You might not even be concerned about losing weight during the holidays. Maybe you just want to enjoy the festivities in full and not feel like you’re holding back. That’s totally understandable. Whether you:

🟢 Want to continue to make progress because you’ve been consistent lately

🟡 Just don’t want the holidays to UNDO the progress you’ve made so far

🔴 Haven’t been consistent but don’t want to end up in worse shape at the end of it all

…there’s a common mistake that can get in the way.

I’ll tell you how to avoid it without missing out on any of the fun this season has to offer.

The Runner-Up

As with all competitions, there’s a second-place contender in this race for the worst holiday mistake you can make. It is… drum roll, please…

Trying to follow a strict diet and exercise plan.

👆This really isn’t a good idea ever, regardless of the season. But the holidays are an especially bad time to test the limits of your willpower.

Even if you have the ability to turn down all the yummy goodness the holidays have to offer… why?!

I would argue it’s better for your health to fully participate in family and social gatherings than to sit at home by yourself (or in a quiet corner at a party) disengaged, lonely, or worrying about calories.

The more likely outcome is you’ll be fighting a losing battle all season long. The harder you try to restrict foods and beat up your body with intense exercise, the easier it becomes to lose control and get thrown off track.

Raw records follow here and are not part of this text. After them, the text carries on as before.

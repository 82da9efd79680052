//! `kanban`: a kanban board in your terminal.
//!
//! The board is stored as JSON under the data directory and reloaded on every
//! run. Configuration via CLI flags, environment variables, or config file
//! (`~/.config/kanban/config.toml`).
//!
//! New tasks are attributed to `--user` (or `KANBAN_USER`, or `[user] id` in
//! the config file), falling back to `anonymous`. The binary does not talk to
//! an identity provider; see [`kanban::auth`] for wiring one in.
//!
//! ```bash
//! # Show the board
//! cargo run --bin kanban
//!
//! # Add a task and move it along
//! cargo run --bin kanban -- add todo "Write docs" -d "user guide first"
//! cargo run --bin kanban -- move todo in-progress 0190f3a2
//!
//! # Replay a drag from the top of "todo" onto "done"
//! cargo run --bin kanban -- drag 0190f3a2 --from todo:0 --to done:0
//! ```

use std::io;
use std::path::Path;
use std::process::ExitCode;

use clap::Parser;
use tracing_appender::non_blocking::WorkerGuard;

use kanban::auth::AuthContext;
use kanban::board::BoardStore;
use kanban::cli::{self, CliCommand};
use kanban::commands::CommandTranslator;
use kanban::config::{CliArgs, KanbanConfig};
use kanban::storage::FileStorage;

fn main() -> ExitCode {
    let cli = CliArgs::parse();

    // Load and resolve configuration (CLI args > env > config file > defaults).
    let config = match KanbanConfig::load(&cli) {
        Ok(c) => c,
        Err(e) => {
            eprintln!("Warning: failed to load config file: {e}");
            KanbanConfig::default()
        }
    };

    let _log_guard = init_logging(&cli.log_level, cli.log_file.as_deref());

    tracing::debug!(data_dir = %config.data_dir.display(), key = %config.storage_key, "opening board");

    let auth = match &config.user_id {
        Some(id) => AuthContext::signed_in(id.clone()),
        None => AuthContext::anonymous(),
    };
    let storage = FileStorage::new(&config.data_dir);
    let (store, mut warnings) =
        BoardStore::open_with_warnings(storage, config.storage_key.clone(), auth, 16);
    let translator = CommandTranslator::new(config.max_title_len);

    let command = cli.command.unwrap_or(CliCommand::Show { json: false });
    let result = cli::execute(
        &store,
        &translator,
        &config.timestamp_format,
        command,
        &mut io::stdout().lock(),
    );

    while let Ok(warning) = warnings.try_recv() {
        eprintln!("Warning: board changed but was not saved: {}", warning.reason);
    }

    match result {
        Ok(()) => ExitCode::SUCCESS,
        Err(e) => {
            tracing::debug!(error = %e, "command failed");
            eprintln!("error: {e}");
            ExitCode::FAILURE
        }
    }
}

/// Initialize logging.
///
/// Logs go to stderr unless `file_path` is given, in which case they are
/// written to that file through a non-blocking writer. The returned
/// [`WorkerGuard`] must be held until shutdown so buffered entries are flushed.
fn init_logging(level: &str, file_path: Option<&Path>) -> Option<WorkerGuard> {
    let env_filter = tracing_subscriber::EnvFilter::try_from_default_env()
        .unwrap_or_else(|_| tracing_subscriber::EnvFilter::new(level));

    let Some((log_dir, file_name)) = file_path.and_then(|p| {
        let dir = p.parent().filter(|d| !d.as_os_str().is_empty()).unwrap_or(Path::new("."));
        Some((dir, p.file_name()?))
    }) else {
        tracing_subscriber::fmt()
            .with_writer(io::stderr)
            .with_env_filter(env_filter)
            .init();
        return None;
    };

    let file_appender = tracing_appender::rolling::never(log_dir, file_name);
    let (non_blocking, guard) = tracing_appender::non_blocking(file_appender);

    tracing_subscriber::fmt()
        .with_writer(non_blocking)
        .with_env_filter(env_filter)
        .with_ansi(false)
        .init();

    Some(guard)
}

That’s the worst of both worlds — you’ll be killing yourself most days to try and make progress, but then when you go off the rails at parties or even just at home on your favorite holidays, you won’t get to fully enjoy it because it’ll be shadowed with guilt and shame.

And your progress will be nonexistent.

But, remember, that’s just the runner-up. There’s another mistake that’s far more common.

The Worst Mistake

In our house, the worst holiday mistake you can make is forgetting to set out a glass of scotch and some dark chocolate for Santa on Christmas Eve along with his milk and cookies

But that’s the worst HOLIDAY mistake. The worst holiday FITNESS (i.e. diet, exercise, general health) mistake you can make is a bit different.

As I already said, it’s not a good time to follow a strict diet and exercise program (not that there’s ever a good time for that), but the bigger mistake more people tend to make is this:

Not doing anything at all.

Not only do you not have to do anything strict, you can keep things super simple (more on that soon), but first you need to know the reason this mistake is particularly harmful.

The Cost

The cost of not doing anything at all has nothing to do with weight gain. The average person only gains 1.3 pounds over the holidays. Not a huge deal.

The real cost is that it shoves you toward long-term failure.

Think about it this way: My 5-year-old is great at easy math. But we can’t just repeat “2+2” over and over again. Eventually she has to take the next step and tackle harder problems if she wants to improve.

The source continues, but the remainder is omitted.